**Exercise instructions:** From the first line to the last, reproduce the data exactly.

**Exercise data:**

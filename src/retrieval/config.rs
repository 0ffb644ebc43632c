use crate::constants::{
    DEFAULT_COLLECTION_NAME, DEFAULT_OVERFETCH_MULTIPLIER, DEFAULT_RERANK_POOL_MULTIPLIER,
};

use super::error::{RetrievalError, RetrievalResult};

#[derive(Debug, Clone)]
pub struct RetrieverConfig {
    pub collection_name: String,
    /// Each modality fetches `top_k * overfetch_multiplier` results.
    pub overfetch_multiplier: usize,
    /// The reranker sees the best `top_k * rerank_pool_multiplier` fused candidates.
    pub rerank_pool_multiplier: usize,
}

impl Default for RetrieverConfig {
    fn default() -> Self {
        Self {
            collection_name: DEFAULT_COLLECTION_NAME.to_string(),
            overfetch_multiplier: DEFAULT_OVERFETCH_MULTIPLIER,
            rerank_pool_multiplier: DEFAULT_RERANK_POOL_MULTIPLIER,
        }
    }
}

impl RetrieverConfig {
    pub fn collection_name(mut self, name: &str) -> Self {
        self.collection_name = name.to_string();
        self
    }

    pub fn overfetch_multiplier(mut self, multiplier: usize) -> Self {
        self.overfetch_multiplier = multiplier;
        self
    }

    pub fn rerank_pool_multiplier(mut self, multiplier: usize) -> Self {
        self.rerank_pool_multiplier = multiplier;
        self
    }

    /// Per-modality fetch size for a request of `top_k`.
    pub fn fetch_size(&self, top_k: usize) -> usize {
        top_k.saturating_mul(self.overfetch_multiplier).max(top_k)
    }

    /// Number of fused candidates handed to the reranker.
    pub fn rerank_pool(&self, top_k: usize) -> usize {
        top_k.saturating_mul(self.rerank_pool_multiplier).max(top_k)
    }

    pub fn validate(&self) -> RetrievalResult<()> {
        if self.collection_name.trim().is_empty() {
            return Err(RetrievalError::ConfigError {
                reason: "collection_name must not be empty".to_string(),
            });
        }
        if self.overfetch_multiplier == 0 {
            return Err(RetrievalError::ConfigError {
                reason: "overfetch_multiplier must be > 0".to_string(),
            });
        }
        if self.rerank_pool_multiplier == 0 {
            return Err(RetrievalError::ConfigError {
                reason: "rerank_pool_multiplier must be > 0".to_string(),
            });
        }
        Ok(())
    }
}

**Answer space:**
filename src/retrieval/config.rs
repository 0ffb644ebc43632c
use crate::constants::{
    DEFAULT_COLLECTION_NAME, DEFAULT_OVERFETCH_MULTIPLIER, DEFAULT_RERANK_POOL_MULTIPLIER,
};

use super::error::{RetrievalError, RetrievalResult};

#[derive(Debug, Clone)]
pub struct RetrieverConfig {
    pub collection_name: String,
    /// Each modality fetches `top_k * overfetch_multiplier` results.
    pub overfetch_multiplier: usize,
    /// The reranker sees the best `top_k * rerank_pool_multiplier` fused candidates.
    pub rerank_pool_multiplier: usize,
}

impl Default for RetrieverConfig {
    fn default() -> Self {
        Self {
            collection_name: DEFAULT_COLLECTION_NAME.to_string(),
            overfetch_multiplier: DEFAULT_OVERFETCH_MULTIPLIER,
            rerank_pool_multiplier: DEFAULT_RERANK_POOL_MULTIPLIER,
        }
    }
}

impl RetrieverConfig {
    pub fn collection_name(mut self, name: &str) -> Self {
        self.collection_name = name.to_string();
        self
    }

    pub fn overfetch_multiplier(mut self, multiplier: usize) -> Self {
        self.overfetch_multiplier = multiplier;
        self
    }

    pub fn rerank_pool_multiplier(mut self, multiplier: usize) -> Self {
        self.rerank_pool_multiplier = multiplier;
        self
    }

    /// Per-modality fetch size for a request of `top_k`.
    pub fn fetch_size(&self, top_k: usize) -> usize {
        top_k.saturating_mul(self.overfetch_multiplier).max(top_k)
    }

    /// Number of fused candidates handed to the reranker.
    pub fn rerank_pool(&self, top_k: usize) -> usize {
        top_k.saturating_mul(self.rerank_pool_multiplier).max(top_k)
    }

    pub fn validate(&self) -> RetrievalResult<()> {
        if self.collection_name.trim().is_empty() {
            return Err(RetrievalError::ConfigError {
                reason: "collection_name must not be empty".to_string(),
            });
        }
        if self.overfetch_multiplier == 0 {
            return Err(RetrievalError::ConfigError {
                reason: "overfetch_multiplier must be > 0".to_string(),
            });
        }
        if self.rerank_pool_multiplier == 0 {
            return Err(RetrievalError::ConfigError {
                reason: "rerank_pool_multiplier must be > 0".to_string(),
            });
        }
        Ok(())
    }
}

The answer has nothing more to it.